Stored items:
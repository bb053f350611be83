//! Feasible region of the blend search.
//!
//! Each leg contributes one block of candidate percentages constrained to
//! `{x_i ∈ [0, 100], Σ x_i ≤ 100}`; the region is the product of the blocks.

use std::ops::Range;

/// Upper bound on a single share and on the sum of a block.
pub const SHARE_CAP: f64 = 100.0;

/// Euclidean projection of one block onto the capped simplex.
pub fn project_block(values: &mut [f64]) {
    let clamped_sum: f64 = values.iter().map(|v| v.clamp(0.0, SHARE_CAP)).sum();
    if clamped_sum <= SHARE_CAP {
        for v in values.iter_mut() {
            *v = v.clamp(0.0, SHARE_CAP);
        }
        return;
    }

    // The sum constraint is active: project onto {x >= 0, Σx = cap}.
    let mut sorted: Vec<f64> = values.to_vec();
    sorted.sort_by(|a, b| b.total_cmp(a));
    let mut cumulative = 0.0;
    let mut theta = 0.0;
    for (i, value) in sorted.iter().enumerate() {
        cumulative += value;
        let candidate = (cumulative - SHARE_CAP) / (i + 1) as f64;
        if *value - candidate > 0.0 {
            theta = candidate;
        }
    }
    for v in values.iter_mut() {
        *v = (*v - theta).max(0.0);
    }
}

/// Project every block of `x` in place.
pub fn project(x: &mut [f64], blocks: &[Range<usize>]) {
    for block in blocks {
        project_block(&mut x[block.clone()]);
    }
}

/// Clamp to the bounds and rescale blocks whose sum exceeds the cap.
///
/// Cheaper than [`project`] and keeps the direction of an overshooting
/// block, which suits repairing random trial vectors.
pub fn repair(x: &mut [f64], blocks: &[Range<usize>]) {
    for block in blocks {
        let values = &mut x[block.clone()];
        for v in values.iter_mut() {
            *v = if v.is_finite() { v.clamp(0.0, SHARE_CAP) } else { 0.0 };
        }
        let sum: f64 = values.iter().sum();
        if sum > SHARE_CAP {
            let scale = SHARE_CAP / sum;
            for v in values.iter_mut() {
                *v *= scale;
            }
        }
    }
}

/// Whether `x` lies in the feasible region (with absolute slack `eps`).
pub fn is_feasible(x: &[f64], blocks: &[Range<usize>], eps: f64) -> bool {
    blocks.iter().all(|block| {
        let values = &x[block.clone()];
        values
            .iter()
            .all(|v| v.is_finite() && *v >= -eps && *v <= SHARE_CAP + eps)
            && values.iter().sum::<f64>() <= SHARE_CAP + eps
    })
}
//! Projected-gradient descent with finite-difference gradients.

use tracing::{debug, info};

use crate::error::{Error, Result};

use super::config::{OptimizerConfig, SolverStrategy};
use super::projection::{project, SHARE_CAP};
use super::solver::{converged, BlendSolver, Deadline, Objective, OptimizationStatus, SolverOutcome};

/// Finite-difference step in percentage points.
const FD_STEP: f64 = 1e-3;
/// Sufficient-decrease constant of the Armijo test.
const ARMIJO_SIGMA: f64 = 1e-4;
const MAX_BACKTRACKS: usize = 40;

/// Local solver: steepest descent projected onto the feasible region.
///
/// Fast on the smooth parts of the cost surface; kinks at a zero compliance
/// balance are handled by the backtracking line search only.
#[derive(Debug, Clone, Copy, Default)]
pub struct ProjectedGradient;

/// Result of one descent run.
#[derive(Debug, Clone)]
pub(crate) struct Descent {
    pub(crate) x: Vec<f64>,
    pub(crate) value: f64,
    pub(crate) iterations: usize,
    pub(crate) evaluations: usize,
    pub(crate) converged: bool,
}

impl BlendSolver for ProjectedGradient {
    fn strategy(&self) -> SolverStrategy {
        SolverStrategy::ProjectedGradient
    }

    fn minimize(
        &self,
        objective: &dyn Objective,
        starts: &[Vec<f64>],
        config: &OptimizerConfig,
    ) -> Result<SolverOutcome> {
        let deadline = Deadline::from_config(config);
        let origin = vec![0.0; objective.dimension()];
        let starts: Vec<&[f64]> = if starts.is_empty() {
            vec![origin.as_slice()]
        } else {
            starts.iter().map(Vec::as_slice).collect()
        };

        let mut best: Option<Descent> = None;
        let mut iterations = 0;
        let mut evaluations = 0;
        for start in starts {
            if start.len() != objective.dimension() {
                return Err(Error::invalid_scenario(format!(
                    "start point has {} variables, expected {}",
                    start.len(),
                    objective.dimension()
                )));
            }
            let run = descend(objective, start, config.max_iterations, config.tolerance, deadline)?;
            iterations += run.iterations;
            evaluations += run.evaluations;
            if best.as_ref().map_or(true, |b| run.value < b.value) {
                best = Some(run);
            }
        }

        let Some(best) = best else {
            return Err(Error::invalid_scenario("no start point for projected gradient"));
        };
        let status = if best.converged {
            OptimizationStatus::Converged
        } else {
            OptimizationStatus::BudgetExhausted
        };
        info!(
            strategy = %self.strategy(),
            ?status,
            iterations,
            evaluations,
            objective = best.value,
            "projected gradient finished"
        );

        Ok(SolverOutcome {
            x: best.x,
            value: best.value,
            status,
            iterations,
            evaluations,
        })
    }
}

/// Descend from `start` until the objective stalls or the budget runs out.
pub(crate) fn descend(
    objective: &dyn Objective,
    start: &[f64],
    max_iterations: usize,
    tolerance: f64,
    deadline: Deadline,
) -> Result<Descent> {
    let blocks = objective.blocks();
    let mut x = start.to_vec();
    project(&mut x, blocks);
    let mut value = objective.evaluate(&x)?;
    let mut evaluations = 1;

    let finish = |x: Vec<f64>, value: f64, iterations: usize, evaluations: usize, converged: bool| {
        Descent {
            x,
            value,
            iterations,
            evaluations,
            converged,
        }
    };

    if x.is_empty() {
        return Ok(finish(x, value, 0, evaluations, true));
    }

    for iteration in 1..=max_iterations {
        if deadline.expired() {
            return Ok(finish(x, value, iteration - 1, evaluations, false));
        }

        let (grad, used) = gradient(objective, &x, value)?;
        evaluations += used;
        let norm = grad.iter().fold(0.0_f64, |m, g| m.max(g.abs()));
        if norm == 0.0 {
            return Ok(finish(x, value, iteration, evaluations, true));
        }

        let mut step = SHARE_CAP / norm;
        let mut accepted = None;
        for _ in 0..MAX_BACKTRACKS {
            let mut trial: Vec<f64> = x.iter().zip(&grad).map(|(xi, gi)| xi - step * gi).collect();
            project(&mut trial, blocks);
            let slope: f64 = grad
                .iter()
                .zip(trial.iter().zip(&x))
                .map(|(g, (t, xi))| g * (t - xi))
                .sum();
            if slope >= 0.0 {
                break;
            }
            let trial_value = objective.evaluate(&trial)?;
            evaluations += 1;
            if trial_value <= value + ARMIJO_SIGMA * slope {
                accepted = Some((trial, trial_value));
                break;
            }
            step *= 0.5;
        }

        let Some((trial, trial_value)) = accepted else {
            return Ok(finish(x, value, iteration, evaluations, true));
        };
        let done = converged(value, trial_value, tolerance);
        debug!(iteration, objective = trial_value, step, "projected gradient step");
        x = trial;
        value = trial_value;
        if done {
            return Ok(finish(x, value, iteration, evaluations, true));
        }
    }

    Ok(finish(x, value, max_iterations, evaluations, false))
}

/// Finite-difference gradient that never probes outside the feasible region.
///
/// Central differences in the interior, one-sided differences on a bound.
fn gradient(objective: &dyn Objective, x: &[f64], value: f64) -> Result<(Vec<f64>, usize)> {
    let mut grad = vec![0.0; x.len()];
    let mut evaluations = 0;
    let mut probe = x.to_vec();

    for block in objective.blocks() {
        let slack = SHARE_CAP - x[block.clone()].iter().sum::<f64>();
        for i in block.clone() {
            let can_up = x[i] + FD_STEP <= SHARE_CAP && slack >= FD_STEP;
            let can_down = x[i] - FD_STEP >= 0.0;

            let mut eval_at = |offset: f64| -> Result<f64> {
                probe[i] = x[i] + offset;
                let v = objective.evaluate(&probe);
                probe[i] = x[i];
                evaluations += 1;
                v
            };

            grad[i] = match (can_down, can_up) {
                (true, true) => (eval_at(FD_STEP)? - eval_at(-FD_STEP)?) / (2.0 * FD_STEP),
                (false, true) => (eval_at(FD_STEP)? - value) / FD_STEP,
                (true, false) => (value - eval_at(-FD_STEP)?) / FD_STEP,
                (false, false) => 0.0,
            };
        }
    }

    Ok((grad, evaluations))
}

- [Exercise prompt]: Only the lines above starting at the one containing "theta = candidate;" and ending at the one containing "of an overshooting", both included, are to be returned, exactly as they read.

- [Answer to the problem]:
            theta = candidate;
        }
    }
    for v in values.iter_mut() {
        *v = (*v - theta).max(0.0);
    }
}

/// Project every block of `x` in place.
pub fn project(x: &mut [f64], blocks: &[Range<usize>]) {
    for block in blocks {
        project_block(&mut x[block.clone()]);
    }
}

/// Clamp to the bounds and rescale blocks whose sum exceeds the cap.
///
/// Cheaper than [`project`] and keeps the direction of an overshooting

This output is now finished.